33 Tote, so lautet die amtliche Bilanz der Proteste. Dagegen berichtete der pan-arabische Nachrichtensender Al-Dschasira von mindestens 200 Todesopfern. Trotz des gewaltsamen Vorgehens der Sicherheitskräfte gegen die Demonstranten gingen erneut in der Hauptstadt Khartum mindestens 2000 Demonstranten auf die Straße. Sie forderten “Freiheit, Freiheit” von Präsident Omar al-Baschir und nannten ihn einen “Mörder”. Die Kundgebung wurde unter Einsatz von Tränengas aufgelöst.
Eine Gruppe von etwa 1000 Menschen begleitete in einem noblen Stadtteil Kharthums den Trauerzug des am Freitag bei Demonstrationen getöteten Apothekers Sala Mudathir. Die Demonstranten bezeichneten den 28-Jährigen, der aus einer wohlhabenden und politisch aktiven Familie stammt, als “Märtyrer” ihres Kampfes gegen Baschir.
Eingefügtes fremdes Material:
//! Accelerator configuration.
//!
//! The configuration is static for a run and read-only to every optimizer and
//! the simulator. It can be declared in YAML or JSON:
//!
//! ```yaml
//! n_tiles: 4
//! spm_kb_per_tile: 32.0
//! bit_precision: 8
//! tick: 1
//! dma:
//!   granularity_bits: 512
//!   clock_period: 10
//! mem:
//!   granularity_bits: 1024
//!   clock_period: 10
//! supported_ops: [Conv2D, Dense, Add]
//! ```

use serde::{Deserialize, Serialize};
use std::path::Path;
use thiserror::Error;

use crate::types::SimTime;

/// Errors that can occur during configuration loading.
#[derive(Error, Debug)]
pub enum ConfigError {
    #[error("IO error: {0}")]
    Io(#[from] std::io::Error),

    #[error("YAML parsing error: {0}")]
    Yaml(#[from] serde_yaml::Error),

    #[error("JSON parsing error: {0}")]
    Json(#[from] serde_json::Error),

    #[error("Validation error: {0}")]
    Validation(String),

    #[error("Unknown file format: {0}")]
    UnknownFormat(String),
}

/// Result type for configuration operations.
pub type ConfigResult<T> = Result<T, ConfigError>;

/// Transfer parameters of one shared channel.
#[derive(Clone, Copy, Debug, PartialEq, Eq, Serialize, Deserialize)]
pub struct ChannelParams {
    /// Bits moved per channel clock period
    pub granularity_bits: u64,

    /// Channel clock period in SimTime units
    pub clock_period: SimTime,
}

impl ChannelParams {
    /// Creates channel parameters.
    pub fn new(granularity_bits: u64, clock_period: SimTime) -> Self {
        Self {
            granularity_bits,
            clock_period,
        }
    }

    fn validate(&self, name: &str) -> ConfigResult<()> {
        if self.granularity_bits == 0 || self.clock_period == 0 {
            return Err(ConfigError::Validation(format!(
                "{} channel needs non-zero granularity and clock period",
                name
            )));
        }
        Ok(())
    }
}

fn default_n_tiles() -> usize {
    4
}

fn default_spm_kb() -> f64 {
    32.0
}

fn default_bit_precision() -> u32 {
    8
}

fn default_dma() -> ChannelParams {
    ChannelParams::new(64 * 8, 10)
}

fn default_mem() -> ChannelParams {
    ChannelParams::new(128 * 8, 10)
}

fn default_tick() -> SimTime {
    1
}

fn default_path_cap() -> usize {
    100
}

fn default_log_level() -> String {
    "info".to_string()
}

/// Layer types the reference accelerator executes natively.
pub fn default_supported_ops() -> Vec<String> {
    [
        "Conv2D",
        "MaxPooling2D",
        "Flatten",
        "Dense",
        "BatchNormalization",
        "ZeroPadding2D",
        "Dropout",
        "Activation",
        "AveragePooling2D",
        "Concatenate",
        "GlobalAveragePooling2D",
        "ReLU",
        "DepthwiseConv2D",
        "Add",
    ]
    .iter()
    .map(|s| s.to_string())
    .collect()
}

/// Complete accelerator description used by all passes.
#[derive(Clone, Debug, Serialize, Deserialize)]
pub struct AcceleratorConfig {
    /// Number of NPU tiles
    #[serde(default = "default_n_tiles")]
    pub n_tiles: usize,

    /// Scratchpad capacity per tile in KB
    #[serde(default = "default_spm_kb")]
    pub spm_kb_per_tile: f64,

    /// Bit precision of tensors and weights
    #[serde(default = "default_bit_precision")]
    pub bit_precision: u32,

    /// DMA channel parameters
    #[serde(default = "default_dma")]
    pub dma: ChannelParams,

    /// Memory channel parameters
    #[serde(default = "default_mem")]
    pub mem: ChannelParams,

    /// Virtual clock tick granularity
    #[serde(default = "default_tick")]
    pub tick: SimTime,

    /// Cap on explored path instances per path query
    #[serde(default = "default_path_cap")]
    pub path_cap: usize,

    /// Layer types supported on the NPU (empty = everything)
    #[serde(default = "default_supported_ops")]
    pub supported_ops: Vec<String>,

    /// Logging level (trace, debug, info, warn, error)
    #[serde(default = "default_log_level")]
    pub log_level: String,
}

impl Default for AcceleratorConfig {
    fn default() -> Self {
        Self {
            n_tiles: default_n_tiles(),
            spm_kb_per_tile: default_spm_kb(),
            bit_precision: default_bit_precision(),
            dma: default_dma(),
            mem: default_mem(),
            tick: default_tick(),
            path_cap: default_path_cap(),
            supported_ops: default_supported_ops(),
            log_level: default_log_level(),
        }
    }
}

impl AcceleratorConfig {
    /// Creates the default configuration.
    pub fn new() -> Self {
        Self::default()
    }

    /// Returns true if the NPU executes this layer type.
    pub fn supports(&self, layer_type: &str) -> bool {
        self.supported_ops.is_empty() || self.supported_ops.iter().any(|op| op == layer_type)
    }

    /// Scratchpad footprint of `size` tensor elements, in KB.
    pub fn tensor_kb(&self, size: u64) -> f64 {
        size as f64 * self.bit_precision as f64 / (8.0 * 1024.0)
    }

    /// Loads configuration from a YAML file.
    pub fn from_yaml_file<P: AsRef<Path>>(path: P) -> ConfigResult<Self> {
        let content = std::fs::read_to_string(path)?;
        Self::from_yaml(&content)
    }

    /// Loads configuration from a YAML string.
    pub fn from_yaml(yaml: &str) -> ConfigResult<Self> {
        let config: AcceleratorConfig = serde_yaml::from_str(yaml)?;
        config.validate()?;
        Ok(config)
    }

    /// Loads configuration from a JSON file.
    pub fn from_json_file<P: AsRef<Path>>(path: P) -> ConfigResult<Self> {
        let content = std::fs::read_to_string(path)?;
        Self::from_json(&content)
    }

    /// Loads configuration from a JSON string.
    pub fn from_json(json: &str) -> ConfigResult<Self> {
        let config: AcceleratorConfig = serde_json::from_str(json)?;
        config.validate()?;
        Ok(config)
    }

    /// Loads configuration from a file, auto-detecting format.
    pub fn from_file<P: AsRef<Path>>(path: P) -> ConfigResult<Self> {
        let path = path.as_ref();
        let ext = path.extension().and_then(|e| e.to_str()).unwrap_or("");

        match ext.to_lowercase().as_str() {
            "yaml" | "yml" => Self::from_yaml_file(path),
            "json" => Self::from_json_file(path),
            _ => Err(ConfigError::UnknownFormat(ext.to_string())),
        }
    }

    /// Validates the configuration.
    pub fn validate(&self) -> ConfigResult<()> {
        if self.n_tiles == 0 {
            return Err(ConfigError::Validation(
                "at least one NPU tile is required".to_string(),
            ));
        }
        if self.bit_precision == 0 {
            return Err(ConfigError::Validation(
                "bit_precision must be positive".to_string(),
            ));
        }
        if self.tick == 0 {
            return Err(ConfigError::Validation("tick must be positive".to_string()));
        }
        if self.path_cap == 0 {
            return Err(ConfigError::Validation(
                "path_cap must be positive".to_string(),
            ));
        }
        if !self.spm_kb_per_tile.is_finite() || self.spm_kb_per_tile < 0.0 {
            return Err(ConfigError::Validation(format!(
                "invalid scratchpad capacity: {}",
                self.spm_kb_per_tile
            )));
        }
        self.dma.validate("dma")?;
        self.mem.validate("mem")?;
        Ok(())
    }

    /// Converts to YAML string.
    pub fn to_yaml(&self) -> ConfigResult<String> {
        Ok(serde_yaml::to_string(self)?)
    }

    /// Converts to JSON string.
    pub fn to_json(&self) -> ConfigResult<String> {
        Ok(serde_json::to_string_pretty(self)?)
    }
}

/// Builder for creating an `AcceleratorConfig` programmatically.
#[derive(Default)]
pub struct ConfigBuilder {
    config: AcceleratorConfig,
}

impl ConfigBuilder {
    /// Creates a new builder starting from the defaults.
    pub fn new() -> Self {
        Self::default()
    }

    /// Sets the number of tiles.
    pub fn n_tiles(mut self, n: usize) -> Self {
        self.config.n_tiles = n;
        self
    }

    /// Sets the scratchpad capacity per tile (KB).
    pub fn spm_kb_per_tile(mut self, kb: f64) -> Self {
        self.config.spm_kb_per_tile = kb;
        self
    }

    /// Sets the bit precision.
    pub fn bit_precision(mut self, bits: u32) -> Self {
        self.config.bit_precision = bits;
        self
    }

    /// Sets the DMA channel parameters.
    pub fn dma(mut self, granularity_bits: u64, clock_period: SimTime) -> Self {
        self.config.dma = ChannelParams::new(granularity_bits, clock_period);
        self
    }

    /// Sets the memory channel parameters.
    pub fn mem(mut self, granularity_bits: u64, clock_period: SimTime) -> Self {
        self.config.mem = ChannelParams::new(granularity_bits, clock_period);
        self
    }

    /// Sets the virtual clock tick.
    pub fn tick(mut self, tick: SimTime) -> Self {
        self.config.tick = tick;
        self
    }

    /// Sets the path-enumeration cap.
    pub fn path_cap(mut self, cap: usize) -> Self {
        self.config.path_cap = cap;
        self
    }

    /// Replaces the NPU allowlist.
    pub fn supported_ops<I, S>(mut self, ops: I) -> Self
    where
        I: IntoIterator<Item = S>,
        S: Into<String>,
    {
        self.config.supported_ops = ops.into_iter().map(Into::into).collect();
        self
    }

    /// Sets the log level.
    pub fn log_level(mut self, level: impl Into<String>) -> Self {
        self.config.log_level = level.into();
        self
    }

    /// Builds and validates the configuration.
    pub fn build(self) -> ConfigResult<AcceleratorConfig> {
        self.config.validate()?;
        Ok(self.config)
    }
}
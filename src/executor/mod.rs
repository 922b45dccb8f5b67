//! Execution lanes of the simulator.
//!
//! Every distinct resource grouping runs as one lane: all CPU tasks share a
//! single lane, and NPU tasks are grouped by `(tile, op class)`. A lane runs
//! its tasks strictly in topological-order sequence, one at a time, walking
//! each through
//!
//! `pending -> ready -> transferring-in -> executing -> transferring-out -> complete`
//!
//! Lanes never touch shared channels directly. They emit transfer requests and
//! the engine grants them between rounds, in lane order, so runs are
//! reproducible regardless of thread scheduling.

pub mod lane;

use serde::{Deserialize, Serialize};
use std::collections::BTreeMap;
use std::fmt;

use crate::channel::{transfer_duration, ChannelKind};
use crate::config::AcceleratorConfig;
use crate::error::{SchedError, SchedResult};
use crate::graph::TaskGraph;
use crate::mapping::{BufferLocation, MappingEntry, Resource, TaskMapping};
use crate::shared::SharedState;
use crate::types::{SimTime, TaskId, TileId};

pub use lane::TaskLane;

/// Identity of an execution lane. Lanes are processed in this order.
#[derive(Clone, Debug, PartialEq, Eq, PartialOrd, Ord, Hash, Serialize, Deserialize)]
pub enum LaneKey {
    Cpu,
    Npu { tile: TileId, op: String },
}

impl LaneKey {
    /// Lane a mapped task runs on.
    pub fn of(entry: &MappingEntry) -> Self {
        match entry.resource {
            Resource::Cpu => LaneKey::Cpu,
            Resource::Npu => LaneKey::Npu {
                tile: entry.tile,
                op: entry.op.clone(),
            },
        }
    }
}

impl fmt::Display for LaneKey {
    fn fmt(&self, f: &mut fmt::Formatter<'_>) -> fmt::Result {
        match self {
            LaneKey::Cpu => write!(f, "cpu"),
            LaneKey::Npu { tile, op } => write!(f, "npu_{}_{}", tile, op),
        }
    }
}

/// One transfer a task needs before or after it executes.
#[derive(Clone, Debug, PartialEq, Eq, Serialize, Deserialize)]
pub struct TransferPlan {
    /// Producer of the tensor
    pub src: TaskId,
    /// Consumer, or `None` for an output write-back
    pub dst: Option<TaskId>,
    pub channel: ChannelKind,
    pub duration: SimTime,
}

/// A task prepared for a lane.
#[derive(Clone, Debug, PartialEq, Eq)]
pub struct LaneTask {
    pub id: TaskId,
    pub extime: SimTime,
    pub deps: Vec<TaskId>,
    pub inputs: Vec<TransferPlan>,
    pub output: Option<TransferPlan>,
}

/// Observable result of a single lane step.
#[derive(Clone, Debug, Default, PartialEq, Eq)]
pub struct LaneStep {
    /// The lane changed state
    pub progressed: bool,
    /// Transfers to grant, in request order
    pub requests: Vec<TransferPlan>,
    /// Tasks that became complete during this step
    pub completed: Vec<TaskId>,
}

/// Execution record of one task.
#[derive(Clone, Copy, Debug, PartialEq, Eq, Serialize, Deserialize)]
pub struct Execution {
    pub task: TaskId,
    pub start: SimTime,
    pub end: SimTime,
}

/// A simulated execution lane.
///
/// `step` may run concurrently with other lanes and must only read the
/// shared state; grants are delivered afterwards, one per emitted request.
pub trait LaneExecutor: Send {
    /// Identity of the lane.
    fn key(&self) -> &LaneKey;

    /// Advances as far as possible at the current clock time.
    fn step(&mut self, shared: &SharedState) -> LaneStep;

    /// Delivers the channel reservation of the oldest ungranted request.
    fn grant(&mut self, start: SimTime, end: SimTime);

    /// Earliest time at which the lane can progress without outside help.
    fn next_wake(&self) -> Option<SimTime>;

    /// Returns true once every task of the lane is complete.
    fn is_finished(&self) -> bool;

    /// Number of tasks not yet complete.
    fn remaining(&self) -> usize;

    /// Execution records collected so far.
    fn executions(&self) -> &[Execution];

    /// Export statistics collected during simulation.
    fn export_stats(&self) -> serde_json::Value;
}

/// Channel carrying the output of `dep` into `consumer`, if any.
pub fn input_channel(dep: &MappingEntry, consumer: &MappingEntry) -> Option<ChannelKind> {
    match (dep.buffer, consumer.resource) {
        (BufferLocation::Mem, Resource::Cpu) => Some(ChannelKind::Mem),
        (BufferLocation::Mem, Resource::Npu) => Some(ChannelKind::Dma),
        (BufferLocation::Spm, Resource::Cpu) => Some(ChannelKind::Dma),
        (BufferLocation::Spm, Resource::Npu) => {
            if dep.resource == Resource::Npu && dep.tile == consumer.tile {
                None
            } else {
                Some(ChannelKind::Dma)
            }
        }
    }
}

/// Channel carrying the output of `task` to its buffer, if any.
pub fn output_channel(task: &MappingEntry) -> Option<ChannelKind> {
    match (task.buffer, task.resource) {
        (BufferLocation::Mem, Resource::Cpu) => Some(ChannelKind::Mem),
        (BufferLocation::Mem, Resource::Npu) => Some(ChannelKind::Dma),
        (BufferLocation::Spm, Resource::Cpu) => Some(ChannelKind::Dma),
        (BufferLocation::Spm, Resource::Npu) => None,
    }
}

/// Groups `order` into lanes and resolves every task's durations and transfers.
///
/// Fails if a task is unmapped or lacks the execution time or tensor size the
/// run needs.
pub fn plan_lanes(
    graph: &TaskGraph,
    order: &[TaskId],
    mapping: &TaskMapping,
    config: &AcceleratorConfig,
) -> SchedResult<BTreeMap<LaneKey, Vec<LaneTask>>> {
    let duration = |size: u64, channel: ChannelKind| {
        let params = match channel {
            ChannelKind::Dma => &config.dma,
            ChannelKind::Mem => &config.mem,
        };
        transfer_duration(size, config.bit_precision, params)
    };

    let mut lanes: BTreeMap<LaneKey, Vec<LaneTask>> = BTreeMap::new();
    for &id in order {
        if !graph.contains(id) {
            return Err(SchedError::UnknownTask(id));
        }
        let entry = mapping.entry(id)?;
        let extime = graph.extime(id, entry.resource)?;

        let deps = graph.dependencies(id).to_vec();
        let mut inputs = Vec::new();
        for &d in &deps {
            let dep_entry = mapping.entry(d)?;
            if let Some(channel) = input_channel(dep_entry, entry) {
                inputs.push(TransferPlan {
                    src: d,
                    dst: Some(id),
                    channel,
                    duration: duration(graph.tensor(d)?, channel),
                });
            }
        }

        let output = match output_channel(entry) {
            Some(channel) => Some(TransferPlan {
                src: id,
                dst: None,
                channel,
                duration: duration(graph.tensor(id)?, channel),
            }),
            None => None,
        };

        lanes.entry(LaneKey::of(entry)).or_default().push(LaneTask {
            id,
            extime,
            deps,
            inputs,
            output,
        });
    }
    Ok(lanes)
}
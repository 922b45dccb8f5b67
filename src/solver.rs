//! Mixed-integer program description and the solver seam.
//!
//! Passes only formulate problems as an [`IntProgram`] and read back variable
//! values; solving is delegated to a [`MilpSolver`]. [`GoodLpSolver`] is the
//! bundled implementation, backed by `good_lp` with the pure-Rust `microlp`
//! engine.

use serde::{Deserialize, Serialize};
use thiserror::Error;

/// Solver failure modes.
#[derive(Error, Debug, Clone, PartialEq)]
pub enum SolveError {
    #[error("problem is infeasible")]
    Infeasible,

    #[error("problem is unbounded")]
    Unbounded,

    #[error("solver failure: {0}")]
    Failed(String),
}

/// Handle of a decision variable inside one program.
#[derive(Clone, Copy, Debug, PartialEq, Eq, PartialOrd, Ord, Hash, Serialize, Deserialize)]
pub struct VarId(pub usize);

/// Domain of a decision variable.
#[derive(Clone, Copy, Debug, PartialEq, Serialize, Deserialize)]
pub enum Domain {
    /// 0 or 1
    Binary,
    /// Real within bounds
    Continuous { lower: f64, upper: Option<f64> },
}

impl Domain {
    /// Non-negative real.
    pub fn non_negative() -> Self {
        Domain::Continuous {
            lower: 0.0,
            upper: None,
        }
    }
}

/// A named decision variable.
#[derive(Clone, Debug, PartialEq, Serialize, Deserialize)]
pub struct VarDef {
    pub name: String,
    pub domain: Domain,
}

/// Linear expression `sum(coef * var) + constant`.
#[derive(Clone, Debug, Default, PartialEq, Serialize, Deserialize)]
pub struct LinearExpr {
    pub terms: Vec<(VarId, f64)>,
    pub constant: f64,
}

impl LinearExpr {
    /// Empty expression (zero).
    pub fn new() -> Self {
        Self::default()
    }

    /// Adds `coef * var`.
    pub fn term(mut self, var: VarId, coef: f64) -> Self {
        self.terms.push((var, coef));
        self
    }

    /// Adds `coef * var` in place.
    pub fn add_term(&mut self, var: VarId, coef: f64) {
        self.terms.push((var, coef));
    }

    /// Sum of the given variables with unit coefficients.
    pub fn sum<I: IntoIterator<Item = VarId>>(vars: I) -> Self {
        Self {
            terms: vars.into_iter().map(|v| (v, 1.0)).collect(),
            constant: 0.0,
        }
    }

    /// Evaluates the expression against solved values.
    pub fn eval(&self, solution: &Solution) -> f64 {
        self.terms
            .iter()
            .map(|&(v, c)| c * solution.value(v))
            .sum::<f64>()
            + self.constant
    }
}

/// Comparison operator of a constraint.
#[derive(Clone, Copy, Debug, PartialEq, Eq, Serialize, Deserialize)]
pub enum Cmp {
    Le,
    Ge,
    Eq,
}

/// Linear constraint `expr <cmp> rhs`.
#[derive(Clone, Debug, PartialEq, Serialize, Deserialize)]
pub struct Constraint {
    pub name: String,
    pub expr: LinearExpr,
    pub cmp: Cmp,
    pub rhs: f64,
}

/// Optimization direction. Every pass in this crate minimizes.
#[derive(Clone, Copy, Debug, PartialEq, Eq, Serialize, Deserialize)]
pub enum Sense {
    Minimize,
}

/// A complete problem description handed to a solver.
#[derive(Clone, Debug, PartialEq, Serialize, Deserialize)]
pub struct IntProgram {
    pub name: String,
    pub vars: Vec<VarDef>,
    pub constraints: Vec<Constraint>,
    pub objective: LinearExpr,
    pub sense: Sense,
}

impl IntProgram {
    /// Creates an empty minimization problem.
    pub fn minimize(name: impl Into<String>) -> Self {
        Self {
            name: name.into(),
            vars: Vec::new(),
            constraints: Vec::new(),
            objective: LinearExpr::new(),
            sense: Sense::Minimize,
        }
    }

    /// Declares a variable and returns its handle.
    pub fn add_var(&mut self, name: impl Into<String>, domain: Domain) -> VarId {
        self.vars.push(VarDef {
            name: name.into(),
            domain,
        });
        VarId(self.vars.len() - 1)
    }

    /// Adds a constraint.
    pub fn constrain(&mut self, name: impl Into<String>, expr: LinearExpr, cmp: Cmp, rhs: f64) {
        self.constraints.push(Constraint {
            name: name.into(),
            expr,
            cmp,
            rhs,
        });
    }

    /// Sets the objective.
    pub fn set_objective(&mut self, objective: LinearExpr) {
        self.objective = objective;
    }

    /// Number of variables.
    pub fn var_count(&self) -> usize {
        self.vars.len()
    }
}

/// Solved variable values, indexed by [`VarId`].
#[derive(Clone, Debug, Default, PartialEq, Serialize, Deserialize)]
pub struct Solution {
    pub values: Vec<f64>,
}

impl Solution {
    /// Value of `var`.
    pub fn value(&self, var: VarId) -> f64 {
        self.values.get(var.0).copied().unwrap_or(0.0)
    }

    /// Value of a 0/1 variable, rounded.
    pub fn is_set(&self, var: VarId) -> bool {
        self.value(var).round() >= 1.0
    }
}

/// Anything that can solve an [`IntProgram`].
pub trait MilpSolver: Send + Sync {
    /// Solves `program`, returning one value per declared variable.
    fn solve(&self, program: &IntProgram) -> Result<Solution, SolveError>;
}

/// Solver backed by `good_lp` and its `microlp` engine.
#[derive(Clone, Copy, Debug, Default)]
pub struct GoodLpSolver;

impl GoodLpSolver {
    /// Creates the solver.
    pub fn new() -> Self {
        Self
    }
}

impl MilpSolver for GoodLpSolver {
    fn solve(&self, program: &IntProgram) -> Result<Solution, SolveError> {
        use good_lp::{
            variable, Expression, IntoAffineExpression, ProblemVariables, Solution as _,
            SolverModel,
        };

        let mut problem = ProblemVariables::new();
        let vars: Vec<good_lp::Variable> = program
            .vars
            .iter()
            .map(|def| {
                let v = variable().name(def.name.clone());
                let v = match def.domain {
                    Domain::Binary => v.binary(),
                    Domain::Continuous { lower, upper } => {
                        let v = v.min(lower);
                        match upper {
                            Some(u) => v.max(u),
                            None => v,
                        }
                    }
                };
                problem.add(v)
            })
            .collect();

        let lower = |expr: &LinearExpr| -> Expression {
            let mut out = expr.constant.into_expression();
            for &(var, coef) in &expr.terms {
                out.add_mul(coef, vars[var.0]);
            }
            out
        };

        let objective = lower(&program.objective);
        let mut model = match program.sense {
            Sense::Minimize => problem.minimise(objective),
        }
        .using(good_lp::solvers::microlp::microlp);

        for c in &program.constraints {
            let lhs = lower(&c.expr);
            let constraint = match c.cmp {
                Cmp::Le => good_lp::constraint::leq(lhs, c.rhs),
                Cmp::Ge => good_lp::constraint::geq(lhs, c.rhs),
                Cmp::Eq => good_lp::constraint::eq(lhs, c.rhs),
            };
            model.add_constraint(constraint);
        }

        tracing::debug!(
            problem = %program.name,
            vars = program.vars.len(),
            constraints = program.constraints.len(),
            "solving program"
        );

        let solved = model.solve().map_err(|e| match e {
            good_lp::ResolutionError::Infeasible => SolveError::Infeasible,
            good_lp::ResolutionError::Unbounded => SolveError::Unbounded,
            other => SolveError::Failed(other.to_string()),
        })?;

        Ok(Solution {
            values: vars.iter().map(|&v| solved.value(v)).collect(),
        })
    }
}
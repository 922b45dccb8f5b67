//! Error types for the scheduling pipeline.
//!
//! Every failure here is a data or modeling defect rather than a transient
//! condition, so nothing is retried: a pass that returns an error produces no
//! schedule and the flow stops.

use thiserror::Error;

use crate::config::ConfigError;
use crate::solver::SolveError;
use crate::types::{SimTime, TaskId};

/// Errors raised by graph construction, the optimization passes and the simulator.
#[derive(Error, Debug)]
pub enum SchedError {
    #[error("task {0} is not part of the graph")]
    UnknownTask(TaskId),

    #[error("self-loop on task {0}")]
    SelfLoop(TaskId),

    #[error("task {task} has no {attribute} attribute")]
    MissingAttribute {
        task: TaskId,
        attribute: &'static str,
    },

    #[error("topological order covers {produced} of {expected} tasks")]
    OrderMismatch { expected: usize, produced: usize },

    #[error("{dst} is not dependent on {src} in the augmented graph")]
    MissingEdge { src: TaskId, dst: TaskId },

    #[error("task {task} assigned to {assigned} slots, expected exactly one")]
    InvalidAssignment { task: TaskId, assigned: usize },

    #[error("simulation stalled at t={time} with {pending} pending tasks")]
    Deadlock { time: SimTime, pending: usize },

    #[error("solver error: {0}")]
    Solver(#[from] SolveError),

    #[error("configuration error: {0}")]
    Config(#[from] ConfigError),

    #[error("IO error: {0}")]
    Io(#[from] std::io::Error),

    #[error("JSON error: {0}")]
    Json(#[from] serde_json::Error),
}

/// Result type used throughout the crate.
pub type SchedResult<T> = Result<T, SchedError>;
Unerwünscht: Berichte über Polizeigewalt
Seit Montag demonstrierten täglich tausende Menschen gegen den autokratisch herrschenden Staatschef des nordostafrikanischen Landes. Baschir hatte Anfang der Woche die Subventionen für Gas und Benzin gestrichen, während sich zugleich deren über Nacht der Preis verdoppelte. Es handelt sich um die heftigsten Unruhen seit al-Baschirs Machtübernahme durch einen Militärputsch im Jahr 1989.
Die sudanesische Regierung geht rigoros gegen Fernsehsender vor, die aus ihrer Sicht zu viel über die Polizeigewalt im Land berichten. Der in Dubai beheimatete Nachrichtensender Al-Arabija meldete in der Nacht zum Samstag, sein Büro in der sudanesischen Hauptstadt Khartum sei geschlossen worden. Die Behörden hätten den Al-Arabija-Korrespondenten Saadeddin Hussein erst verhört und dann ein Arbeitsverbot gegen ihn ausgesprochen. Ebenso verfuhr man mit dem Sender Sky News Arabia.
Kritik am Vorgehen gegen Demonstranten
Die US-Regierung verurteilte das brutale Vorgehen der Sicherheitskräfte. Dieses sei “unangemessen”, erklärte die Sprecherin des Außenamts, Jennifer Psaki. Die Europäische Union zeigte sich in einer Mitteilung “besorgt” und forderte die Achtung des Demonstrationsrechts. Eine Sprecherin von UN-Menschenrechtskommissarin Navi Pillay rief die sudanesische Führung zu “äußerster Zurückhaltung” auf.
Am Freitag hatten Bewaffnete in der Hauptstadt wie auch in der Nachbarstadt Omdurman in die Menge geschossen. Die Opposition beschuldigte die Regierung, militante Demonstranten mit Waffen auszustatten, um die Stimmung im Land gegen die Demonstranten zu lenken. Der Sender Al-Dschasira berichtete, Sicherheitskräfte hätten das Feuer auf die friedlich demonstrierenden Menschen eröffnet.
Präsident al-Baschir werden Völkermord, Kriegsverbrechen und Verbrechen gegen die Menschlichkeit in der westsudanesischen Unruheregion Darfur vorgeworfen. Der Internationale Strafgerichtshof in Den Haag sucht ihn deswegen mit zwei internationalen Haftbefehlen. Der erste wurde im März 2009 ausgestellt, der zweite ist vom Juli 2010.